Notes to Consolidated Financial Statements
December 31, 2007
Note 1 – Summary of Significant Accounting Policies
Basis of Presentation
Our accompanying Consolidated Financial Statements include the accounts of AirTran Holdings, Inc. (Holdings) and our wholly-
owned subsidiaries (the Company or AirTran), including our principal subsidiary, AirTran Airways, Inc. (AirTran Airways or
Airways). All significant intercompany accounts and transactions have been eliminated in consolidation.
Business
We offer scheduled airline services, using Boeing B717-200 (B717) and Boeing B737-700 (B737) aircraft, to 55 locations, primarily
in short-haul markets in the eastern United States.
Air travel tends to be seasonal. The second quarter tends to be our strongest revenue quarter.
We manage our operations on a system-wide basis due to the interdependence of our route structure in the various markets we serve.
As we offer only one service (i.e., air transportation), management has concluded that we only have one segment of business.
Reclassification
Certain 2006 and 2005 amounts have been reclassified to conform to 2007 presentation. These reclassifications have no material
impact on the Consolidated Statements of Operations, Consolidated Balance Sheets, Consolidated Statements of Cash Flow or
Consolidated Statements of Stockholders’ Equity.
Use of Estimates
The preparation of consolidated financial statements in conformity with U.S. generally accepted accounting principles requires us to
make estimates and assumptions that affect the amounts reported in the consolidated financial statements and accompanying notes.

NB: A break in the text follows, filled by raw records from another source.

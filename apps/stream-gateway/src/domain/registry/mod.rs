//! Client Registry
//!
//! Holds the downstream consumers of one fan-out: a firehose map keyed by
//! client id (receives every code) and a single-code map keyed by code
//! (value: the clients subscribed to that code). Both maps sit behind
//! read-write locks; broadcasts take read locks, attach/detach take write
//! locks.
//!
//! # Ownership
//!
//! A client value owns its channel senders. The registry entry is the sole
//! owner of that value, so removing the entry drops the senders and closes
//! the client's channels exactly once. Sending happens under the read lock,
//! which means a detach cannot interleave with an in-flight send to the same
//! client.

mod channel;
mod client;

use std::collections::HashMap;

use parking_lot::RwLock;

use crate::domain::feed::{ClientId, Code};

pub use channel::{ClientReceiver, ClientSender, Delivery, DeliveryPolicy, client_channel};
pub use client::{Deliver, MarketClient, MarketReceivers, QuoteClient, Subscriber, TradeClient};

// =============================================================================
// Broadcast Outcome
// =============================================================================

/// Per-event delivery tally.
#[derive(Debug, Clone, Copy, Default, PartialEq, Eq)]
pub struct BroadcastOutcome {
    /// Events queued on client channels.
    pub delivered: usize,
    /// Events discarded by a full channel.
    pub dropped: usize,
    /// Clients whose receiver was already gone.
    pub closed: usize,
}

impl BroadcastOutcome {
    const fn record(&mut self, delivery: Delivery) {
        match delivery {
            Delivery::Delivered => self.delivered += 1,
            Delivery::Dropped => self.dropped += 1,
            Delivery::Closed => self.closed += 1,
        }
    }
}

/// Registry size snapshot.
#[derive(Debug, Clone, Copy, Default, PartialEq, Eq)]
pub struct RegistryStats {
    /// Firehose clients.
    pub firehose_clients: usize,
    /// Single-code registrations across all codes.
    pub single_code_clients: usize,
    /// Codes with at least one single-code client.
    pub codes: usize,
}

// =============================================================================
// Client Registry
// =============================================================================

/// Firehose and single-code client maps for one fan-out.
pub struct ClientRegistry<C> {
    firehose: RwLock<HashMap<ClientId, C>>,
    single_code: RwLock<HashMap<Code, Vec<C>>>,
}

impl<C> Default for ClientRegistry<C> {
    fn default() -> Self {
        Self {
            firehose: RwLock::new(HashMap::new()),
            single_code: RwLock::new(HashMap::new()),
        }
    }
}

impl<C: Subscriber> ClientRegistry<C> {
    /// Create an empty registry.
    #[must_use]
    pub fn new() -> Self {
        Self::default()
    }

    /// Register a firehose client.
    ///
    /// Returns `true` if a client with the same id was replaced; the
    /// replaced client's channels are closed.
    pub fn attach_firehose(&self, client: C) -> bool {
        self.firehose.write().insert(client.id(), client).is_some()
    }

    /// Remove a firehose client and close its channels.
    ///
    /// Returns `false` (and does nothing) if the id is not registered.
    pub fn detach_firehose(&self, id: ClientId) -> bool {
        let removed = self.firehose.write().remove(&id);
        removed.is_some()
    }

    /// Register a client for one code.
    ///
    /// An existing entry for the same `(code, id)` pair is replaced; returns
    /// `true` in that case.
    pub fn attach_single_code(&self, code: &str, client: C) -> bool {
        let mut map = self.single_code.write();
        let list = map.entry(code.to_string()).or_default();
        if let Some(slot) = list.iter_mut().find(|c| c.id() == client.id()) {
            *slot = client;
            return true;
        }
        list.push(client);
        false
    }

    /// Remove a client from one code's list and close its channels.
    ///
    /// The code's list is deleted once empty. Returns `false` (and does
    /// nothing) if the pair is not registered.
    pub fn detach_single_code(&self, code: &str, id: ClientId) -> bool {
        let removed = {
            let mut map = self.single_code.write();
            let Some(list) = map.get_mut(code) else {
                return false;
            };
            let Some(pos) = list.iter().position(|c| c.id() == id) else {
                return false;
            };
            let removed = list.swap_remove(pos);
            if list.is_empty() {
                map.remove(code);
            }
            removed
        };
        drop(removed);
        true
    }

    /// Deliver one event: single-code clients of `code` first, then every
    /// firehose client.
    pub fn broadcast<E>(&self, code: &str, event: &E) -> BroadcastOutcome
    where
        C: Deliver<E>,
        E: Clone,
    {
        let mut outcome = BroadcastOutcome::default();

        if let Some(list) = self.single_code.read().get(code) {
            for client in list {
                outcome.record(client.deliver(event.clone()));
            }
        }

        for client in self.firehose.read().values() {
            outcome.record(client.deliver(event.clone()));
        }

        outcome
    }

    /// Whether a firehose client is registered.
    #[must_use]
    pub fn has_firehose(&self, id: ClientId) -> bool {
        self.firehose.read().contains_key(&id)
    }

    /// Whether `(code, id)` is registered.
    #[must_use]
    pub fn has_single_code(&self, code: &str, id: ClientId) -> bool {
        self.single_code
            .read()
            .get(code)
            .is_some_and(|list| list.iter().any(|c| c.id() == id))
    }

    /// Number of single-code clients for one code.
    #[must_use]
    pub fn single_code_count(&self, code: &str) -> usize {
        self.single_code.read().get(code).map_or(0, Vec::len)
    }

    /// Current sizes.
    #[must_use]
    pub fn stats(&self) -> RegistryStats {
        let firehose_clients = self.firehose.read().len();
        let single_code = self.single_code.read();
        RegistryStats {
            firehose_clients,
            single_code_clients: single_code.values().map(Vec::len).sum(),
            codes: single_code.len(),
        }
    }
}

// =============================================================================
// Tests
// =============================================================================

Actual results could differ from those estimates.
Cash, Cash Equivalents and Restricted Cash
All highly liquid investments with maturities of three months or less when purchased are considered to be cash equivalents. Restricted
cash primarily consists of amounts escrowed related to aircraft leases, letters of credit for airports and insurance, collateral to support
credit card holdbacks for advance ticket sales, and collateral to support derivative financial instrument arrangements.
Investments
Investments are considered available for sale securities and are stated at fair value. Short-term investments consist of auction rate
securities with auction reset periods of less than 12 months and investments in other investment funds which are expected to convert
to cash within twelve months. Long-term investments consist of investments in funds expected to be converted to cash after twelve
months.
Accounts Receivable
Accounts receivable are due primarily from major credit card processors, travel agents, the issuer of co-branded credit cards, taxing
authorities and municipalities related to guaranteed revenue agreements. We provide an allowance for doubtful accounts equal to the
estimated losses expected to be incurred in the collection of accounts receivable based on historical credit card charge backs and
miscellaneous receivables based on specific analysis. Collateral is generally not required for accounts receivable. During the years
ended December 31, 2007, 2006 and 2005, we wrote off accounts receivable aggregating $1.0 million, $1.4 million and $0.6 million,
respectively, against the allowance for doubtful accounts.